[Records from a data collection]

========================================

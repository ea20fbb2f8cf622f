// notimail-lib, a Rust library for build notification emails.
// Copyright (C) 2022  soywod <clement.douin@posteo.net>
//
// This program is free software: you can redistribute it and/or modify
// it under the terms of the GNU Affero General Public License as published by
// the Free Software Foundation, either version 3 of the License, or
// (at your option) any later version.
//
// This program is distributed in the hope that it will be useful,
// but WITHOUT ANY WARRANTY; without even the implied warranty of
// MERCHANTABILITY or FITNESS FOR A PARTICULAR PURPOSE.  See the
// GNU Affero General Public License for more details.
//
// You should have received a copy of the GNU Affero General Public License
// along with this program.  If not, see <https://www.gnu.org/licenses/>.

//! Module related to the recipients of the email.
//!
//! This module contains the sources the recipient list can be built
//! from: the developers declared by a project, or an explicit list of
//! addresses.

use log::{debug, warn};
use serde::Deserialize;

use crate::email::{parse_addrs, parse_addrs_with_display_name, EmailAddress, Error, Result};

/// Represents something able to supply the recipients of the email,
/// in order. Duplicates are kept.
pub trait RecipientSource {
    fn recipients(&self, charset: &str) -> Result<Vec<EmailAddress>>;
}

/// Represents a developer declared by a project.
#[derive(Debug, Default, Clone, Eq, PartialEq, Deserialize)]
pub struct Developer {
    pub id: String,
    pub email: Option<String>,
    pub name: Option<String>,
}

/// Represents the developers of a project, in declaration order.
#[derive(Debug, Default, Clone, Eq, PartialEq, Deserialize)]
#[serde(transparent)]
pub struct Developers(pub Vec<Developer>);

impl RecipientSource for Developers {
    /// Collects the addresses of every developer. The name of the
    /// developer becomes the display name of their addresses. A
    /// developer without email is skipped with a warning.
    fn recipients(&self, charset: &str) -> Result<Vec<EmailAddress>> {
        let mut recipients = Vec::with_capacity(self.0.len());

        for dev in self.0.iter() {
            let email = match dev.email.as_deref().map(str::trim) {
                Some(email) if !email.is_empty() => email,
                _ => {
                    warn!("no email defined for developer {}, skipping it", dev.id);
                    continue;
                }
            };

            let addrs = parse_addrs_with_display_name(email, dev.name.as_deref(), charset)
                .map_err(|err| Error::ParseDeveloperEmailError(Box::new(err), dev.id.to_owned()))?;
            recipients.extend(addrs);
        }

        debug!("developer recipients: {:?}", recipients);
        Ok(recipients)
    }
}

/// Represents an explicit list of raw addresses. Each entry may hold
/// several comma-separated addresses.
#[derive(Debug, Default, Clone, Eq, PartialEq, Deserialize)]
#[serde(transparent)]
pub struct AddressList(pub Vec<String>);

impl<S: ToString> FromIterator<S> for AddressList {
    fn from_iter<I: IntoIterator<Item = S>>(iter: I) -> Self {
        Self(iter.into_iter().map(|addr| addr.to_string()).collect())
    }
}

impl RecipientSource for AddressList {
    fn recipients(&self, _charset: &str) -> Result<Vec<EmailAddress>> {
        let mut recipients = Vec::with_capacity(self.0.len());

        for raw in self.0.iter() {
            let addrs = parse_addrs(raw)
                .map_err(|err| Error::ParseRecipientError(Box::new(err), raw.to_owned()))?;
            recipients.extend(addrs);
        }

        Ok(recipients)
    }
}

#[cfg(test)]
mod tests {
    use super::*;

    fn dev(id: &str, email: Option<&str>, name: Option<&str>) -> Developer {
        Developer {
            id: id.into(),
            email: email.map(Into::into),
            name: name.map(Into::into),
        }
    }

    #[test]
    fn test_developers() {
        let devs = Developers(vec![
            dev("id0", Some("dev0@localhost"), Some("Zero")),
            dev("id1", None, Some("Nobody")),
            dev("id2", Some("  "), None),
            dev("id3", Some("dev3@localhost, dev3@example.org"), None),
        ]);
        let recipients = devs.recipients("UTF-8").unwrap();

        assert_eq!(
            vec![
                "Zero <dev0@localhost>",
                "dev3@localhost",
                "dev3@example.org"
            ],
            recipients.iter().map(ToString::to_string).collect::<Vec<_>>()
        );
    }

    #[test]
    fn test_no_developers() {
        assert!(Developers::default().recipients("UTF-8").unwrap().is_empty());
    }

    #[test]
    fn test_invalid_developer_email() {
        let devs = Developers(vec![dev("id0", Some("dev0"), None)]);
        assert!(matches!(
            devs.recipients("UTF-8"),
            Err(Error::ParseDeveloperEmailError(_, id)) if id == "id0"
        ));
    }

    #[test]
    fn test_address_list() {
        let to: AddressList = ["a@localhost", "b@localhost, a@localhost"].into_iter().collect();
        let recipients = to.recipients("UTF-8").unwrap();

        assert_eq!(
            vec!["a@localhost", "b@localhost", "a@localhost"],
            recipients.iter().map(ToString::to_string).collect::<Vec<_>>()
        );
    }

    #[test]
    fn test_invalid_address_list() {
        let to: AddressList = ["a@localhost", "@localhost"].into_iter().collect();
        assert!(matches!(
            to.recipients("UTF-8"),
            Err(Error::ParseRecipientError(_, raw)) if raw == "@localhost"
        ));
    }
}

========================================

Problem requirements >> Print out the records exactly as they were entered.

Answer section >>
repository ea20fbb2f8cf622f
// notimail-lib, a Rust library for build notification emails.
// Copyright (C) 2022  soywod <clement.douin@posteo.net>
//
// This program is free software: you can redistribute it and/or modify
// it under the terms of the GNU Affero General Public License as published by
// the Free Software Foundation, either version 3 of the License, or
// (at your option) any later version.
//
// This program is distributed in the hope that it will be useful,
// but WITHOUT ANY WARRANTY; without even the implied warranty of
// MERCHANTABILITY or FITNESS FOR A PARTICULAR PURPOSE.  See the
// GNU Affero General Public License for more details.
//
// You should have received a copy of the GNU Affero General Public License
// along with this program.  If not, see <https://www.gnu.org/licenses/>.

//! Module related to the recipients of the email.
//!
//! This module contains the sources the recipient list can be built
//! from: the developers declared by a project, or an explicit list of
//! addresses.

use log::{debug, warn};
use serde::Deserialize;

use crate::email::{parse_addrs, parse_addrs_with_display_name, EmailAddress, Error, Result};

/// Represents something able to supply the recipients of the email,
/// in order. Duplicates are kept.
pub trait RecipientSource {
    fn recipients(&self, charset: &str) -> Result<Vec<EmailAddress>>;
}

/// Represents a developer declared by a project.
#[derive(Debug, Default, Clone, Eq, PartialEq, Deserialize)]
pub struct Developer {
    pub id: String,
    pub email: Option<String>,
    pub name: Option<String>,
}

/// Represents the developers of a project, in declaration order.
#[derive(Debug, Default, Clone, Eq, PartialEq, Deserialize)]
#[serde(transparent)]
pub struct Developers(pub Vec<Developer>);

impl RecipientSource for Developers {
    /// Collects the addresses of every developer. The name of the
    /// developer becomes the display name of their addresses. A
    /// developer without email is skipped with a warning.
    fn recipients(&self, charset: &str) -> Result<Vec<EmailAddress>> {
        let mut recipients = Vec::with_capacity(self.0.len());

        for dev in self.0.iter() {
            let email = match dev.email.as_deref().map(str::trim) {
                Some(email) if !email.is_empty() => email,
                _ => {
                    warn!("no email defined for developer {}, skipping it", dev.id);
                    continue;
                }
            };

            let addrs = parse_addrs_with_display_name(email, dev.name.as_deref(), charset)
                .map_err(|err| Error::ParseDeveloperEmailError(Box::new(err), dev.id.to_owned()))?;
            recipients.extend(addrs);
        }

        debug!("developer recipients: {:?}", recipients);
        Ok(recipients)
    }
}

/// Represents an explicit list of raw addresses. Each entry may hold
/// several comma-separated addresses.
#[derive(Debug, Default, Clone, Eq, PartialEq, Deserialize)]
#[serde(transparent)]
pub struct AddressList(pub Vec<String>);

impl<S: ToString> FromIterator<S> for AddressList {
    fn from_iter<I: IntoIterator<Item = S>>(iter: I) -> Self {
        Self(iter.into_iter().map(|addr| addr.to_string()).collect())
    }
}

impl RecipientSource for AddressList {
    fn recipients(&self, _charset: &str) -> Result<Vec<EmailAddress>> {
        let mut recipients = Vec::with_capacity(self.0.len());

        for raw in self.0.iter() {
            let addrs = parse_addrs(raw)
                .map_err(|err| Error::ParseRecipientError(Box::new(err), raw.to_owned()))?;
            recipients.extend(addrs);
        }

        Ok(recipients)
    }
}

#[cfg(test)]
mod tests {
    use super::*;

    fn dev(id: &str, email: Option<&str>, name: Option<&str>) -> Developer {
        Developer {
            id: id.into(),
            email: email.map(Into::into),
            name: name.map(Into::into),
        }
    }

    #[test]
    fn test_developers() {
        let devs = Developers(vec![
            dev("id0", Some("dev0@localhost"), Some("Zero")),
            dev("id1", None, Some("Nobody")),
            dev("id2", Some("  "), None),
            dev("id3", Some("dev3@localhost, dev3@example.org"), None),
        ]);
        let recipients = devs.recipients("UTF-8").unwrap();

        assert_eq!(
            vec![
                "Zero <dev0@localhost>",
                "dev3@localhost",
                "dev3@example.org"
            ],
            recipients.iter().map(ToString::to_string).collect::<Vec<_>>()
        );
    }

    #[test]
    fn test_no_developers() {
        assert!(Developers::default().recipients("UTF-8").unwrap().is_empty());
    }

    #[test]
    fn test_invalid_developer_email() {
        let devs = Developers(vec![dev("id0", Some("dev0"), None)]);
        assert!(matches!(
            devs.recipients("UTF-8"),
            Err(Error::ParseDeveloperEmailError(_, id)) if id == "id0"
        ));
    }

    #[test]
    fn test_address_list() {
        let to: AddressList = ["a@localhost", "b@localhost, a@localhost"].into_iter().collect();
        let recipients = to.recipients("UTF-8").unwrap();

        assert_eq!(
            vec!["a@localhost", "b@localhost", "a@localhost"],
            recipients.iter().map(ToString::to_string).collect::<Vec<_>>()
        );
    }

    #[test]
    fn test_invalid_address_list() {
        let to: AddressList = ["a@localhost", "@localhost"].into_iter().collect();
        assert!(matches!(
            to.recipients("UTF-8"),
            Err(Error::ParseRecipientError(_, raw)) if raw == "@localhost"
        ));
    }
}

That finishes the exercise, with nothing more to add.